It was a wondrous reticule, that linen pouchof which I spoke, bearing "L. P." embroidered on its outer side. I say its outer, for so she carried it always; and in years, so many I will not count them, I never knew that monogram turned in, or down. She met me with it in the doorway from which Dove watched us till we had left the gate. Mornings, for years, we went to our work together, save when an urgent matter summoned me earlier or compelled me, against my will and exercise, to drive. Morn after morn we walked together to the red brick school-house, talking of village news and the varying moods of our fickle northern weather, or perhaps of books, old ones and new ones, or of those golden memories that we shared. They were not perfunctory as I recall them, those morning dialogues. There was no abstraction about Letitia, no cursory, unweighed chattering of things so obvious as to need no comment. Every topic might be a theme for her mild eloquence. It might be of Keats that she discoursed to me, or Browning or Alfred Tennyson or perhaps the Corsican, whom she hated, partly for tyranny, partly because he made her "look at him," she said; it might be the Early Church, whose records she had read and read again,though not one-half so much for Cuthbert's holiness, I told her, as for Fuller's quaintness, which she loved; or it might be a March morning that we walked together, while she spoke like a poet's daughter of the first pink arbutus some grinning farm-boy had laid but yesterday upon her desk.

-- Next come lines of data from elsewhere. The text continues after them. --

// Copyright 2026 the Tilesdf Authors
// SPDX-License-Identifier: Apache-2.0 OR MIT

//! Preprocesses and validates the shaders, and generates the `SHADERS` table.

// These modules are also included in the main crate, where the items are reachable
#[allow(warnings, reason = "Checked elsewhere")]
#[path = "src/compile/mod.rs"]
mod compile;
#[allow(warnings, reason = "Checked elsewhere")]
#[path = "src/types.rs"]
mod types;

use std::fmt::Write;
use std::path::{Path, PathBuf};

use compile::ShaderInfo;

fn main() {
    let shader_dir = compile::shader_dir();
    for path in wgsl_files(&shader_dir) {
        println!("cargo:rerun-if-changed={}", path.display());
    }
    println!("cargo:rerun-if-changed={}", shader_dir.display());

    let shaders = match ShaderInfo::from_default() {
        Ok(shaders) => shaders,
        Err(err) => {
            for line in err.to_string().lines() {
                println!("cargo:warning={line}");
            }
            panic!("the embedded shaders failed to compile");
        }
    };
    // Sorted by name so the output is deterministic.
    let mut shaders = shaders.into_iter().collect::<Vec<_>>();
    shaders.sort_by(|a, b| a.0.cmp(&b.0));

    let mut out = String::new();
    write_table(&mut out, &shaders).expect("writing to a String can't fail");
    let out_dir = std::env::var_os("OUT_DIR").expect("cargo sets OUT_DIR");
    std::fs::write(Path::new(&out_dir).join("shaders.rs"), out)
        .expect("failed to write the shader table");
}

/// Every `.wgsl` file under `dir`, including the shared imports.
fn wgsl_files(dir: &Path) -> Vec<PathBuf> {
    let mut files = Vec::new();
    let Ok(entries) = std::fs::read_dir(dir) else {
        return files;
    };
    for path in entries.flatten().map(|entry| entry.path()) {
        if path.is_dir() {
            files.extend(wgsl_files(&path));
        } else if path.extension().is_some_and(|ext| ext == "wgsl") {
            files.push(path);
        }
    }
    files
}

/// Writes the `Shaders` struct, with one field per shader, and its value.
fn write_table(out: &mut String, shaders: &[(String, ShaderInfo)]) -> std::fmt::Result {
    writeln!(out, "pub struct Shaders<'a> {{")?;
    for (name, _) in shaders {
        writeln!(out, "    pub {name}: Shader<'a>,")?;
    }
    writeln!(out, "}}")?;

    writeln!(out, "mod generated {{")?;
    writeln!(out, "    use super::*;")?;
    writeln!(out, "    use BindType::*;")?;
    writeln!(out, "    pub const SHADERS: Shaders<'static> = Shaders {{")?;
    for (name, info) in shaders {
        let (types, indices): (Vec<_>, Vec<_>) = info
            .bindings
            .iter()
            .map(|binding| (binding.ty, binding.location.1 as u8))
            .unzip();
        writeln!(
            out,
            "        {name}: Shader {{ \
             name: Cow::Borrowed({name:?}), \
             stage: ShaderStage::{stage:?}, \
             bindings: Cow::Borrowed(&{types:?}), \
             wgsl: WgslSource {{ \
             code: Cow::Borrowed({code:?}), \
             binding_indices: Cow::Borrowed(&{indices:?}) }} }},",
            stage = info.stage,
            code = info.source,
        )?;
    }
    writeln!(out, "    }};")?;
    writeln!(out, "}}")?;
    Ok(())
}
//! Persistence store for the runtime configuration
//!
//! The whole record is persisted as one JSON blob under a namespaced key.
//! There are no partial-field writes.

use async_trait::async_trait;
use std::path::{Path, PathBuf};
use std::sync::atomic::{AtomicBool, Ordering};
use tokio::fs;
use tokio::io::AsyncWriteExt;
use tokio::sync::Mutex;
use tracing::debug;
use wseries_core::{RuntimeConfig, WSeriesError};

/// Result of reading the stored configuration.
#[derive(Debug, Clone, PartialEq)]
pub(crate) enum LoadOutcome {
    /// A document that parsed as a record
    Loaded(RuntimeConfig),
    /// Nothing stored, or an empty blob
    Absent,
    /// Stored bytes that could not be read or parsed
    Corrupt(String),
}

impl LoadOutcome {
    fn from_bytes(bytes: &[u8]) -> Self {
        if bytes.iter().all(u8::is_ascii_whitespace) {
            return LoadOutcome::Absent;
        }
        match RuntimeConfig::from_json(bytes) {
            Ok(config) => LoadOutcome::Loaded(config),
            Err(e) => LoadOutcome::Corrupt(e.to_string()),
        }
    }
}

/// Durable storage for a single configuration document.
#[async_trait]
pub(crate) trait ConfigStore: Send + Sync {
    /// Read the stored document.
    async fn load(&self) -> LoadOutcome;

    /// Overwrite the stored document with `config`.
    async fn save(&self, config: &RuntimeConfig) -> wseries_core::Result<()>;

    /// Human-readable location, for logs.
    fn describe(&self) -> String;
}

/// File-backed store: `<data_dir>/<namespace>/<key>.json`.
pub(crate) struct FileStore {
    path: PathBuf,
}

impl FileStore {
    /// Create a store for `namespace`/`key` under `data_dir`.
    pub fn new(data_dir: &Path, namespace: &str, key: &str) -> Self {
        Self {
            path: data_dir.join(namespace).join(format!("{}.json", key)),
        }
    }

    /// Location of the stored document.
    #[cfg(test)]
    pub fn path(&self) -> &Path {
        &self.path
    }

    /// Write content atomically (write to temp, sync, then rename).
    async fn write_atomic(&self, content: &[u8]) -> std::io::Result<()> {
        if let Some(parent) = self.path.parent() {
            fs::create_dir_all(parent).await?;
        }

        let temp_path = self.path.with_extension("json.tmp");
        let mut file = fs::File::create(&temp_path).await?;
        file.write_all(content).await?;
        file.sync_all().await?;
        drop(file);

        fs::rename(&temp_path, &self.path).await
    }
}

#[async_trait]
impl ConfigStore for FileStore {
    async fn load(&self) -> LoadOutcome {
        match fs::read(&self.path).await {
            Ok(bytes) => LoadOutcome::from_bytes(&bytes),
            Err(e) if e.kind() == std::io::ErrorKind::NotFound => LoadOutcome::Absent,
            Err(e) => LoadOutcome::Corrupt(format!("Failed to read {}: {}", self.describe(), e)),
        }
    }

    async fn save(&self, config: &RuntimeConfig) -> wseries_core::Result<()> {
        let content = config.to_json()?;

        self.write_atomic(&content).await.map_err(|e| {
            WSeriesError::Persistence(format!("Failed to write {}: {}", self.describe(), e))
        })?;

        debug!("Saved runtime configuration to {}", self.describe());
        Ok(())
    }

    fn describe(&self) -> String {
        self.path.display().to_string()
    }
}

/// In-memory store for ephemeral runs and tests.
#[derive(Default)]
pub(crate) struct MemoryStore {
    blob: Mutex<Option<Vec<u8>>>,
    fail_writes: AtomicBool,
}

impl MemoryStore {
    /// Create an empty store.
    pub fn new() -> Self {
        Self::default()
    }

    /// Create a store already holding `bytes`.
    #[cfg(test)]
    pub fn with_bytes(bytes: impl Into<Vec<u8>>) -> Self {
        Self {
            blob: Mutex::new(Some(bytes.into())),
            fail_writes: AtomicBool::new(false),
        }
    }

    /// Make subsequent saves fail, simulating a flash write error.
    #[cfg(test)]
    pub fn set_fail_writes(&self, fail: bool) {
        self.fail_writes.store(fail, Ordering::SeqCst);
    }

    /// Raw stored bytes.
    #[cfg(test)]
    pub async fn bytes(&self) -> Option<Vec<u8>> {
        self.blob.lock().await.clone()
    }
}

#[async_trait]
impl ConfigStore for MemoryStore {
    async fn load(&self) -> LoadOutcome {
        match self.blob.lock().await.as_deref() {
            Some(bytes) => LoadOutcome::from_bytes(bytes),
            None => LoadOutcome::Absent,
        }
    }

    async fn save(&self, config: &RuntimeConfig) -> wseries_core::Result<()> {
        if self.fail_writes.load(Ordering::SeqCst) {
            return Err(WSeriesError::Persistence(
                "memory store rejected write".to_string(),
            ));
        }
        let content = config.to_json()?;
        *self.blob.lock().await = Some(content);
        Ok(())
    }

    fn describe(&self) -> String {
        "memory".to_string()
    }
}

Why no one ever wooed and won such fervor seemed passing strange to Dove and me. With all the grace of goodness and gentle courage in which she faced the world alone, in all those years which had followed her father's death, she had never, to Dove's ken or mine, won a single suitor. Those burdens of care and sacrifice laid too soon upon her frail, young shoulders had borne early fruit—patience, wisdom, and a sweet endurance beyond her years—but on such harvest young men set small store. A taste for it comes late. It made her pleasing to her elders, but those of her own years shrank instinctively from its very perfectness. She had matured too soon. How then should any one so coolly virtuous know trial or passion? Surely so young a saint could have no warm impetuous hours to remember, no sweet abandonment, no pretty idyls—had she even a spring-time to recall?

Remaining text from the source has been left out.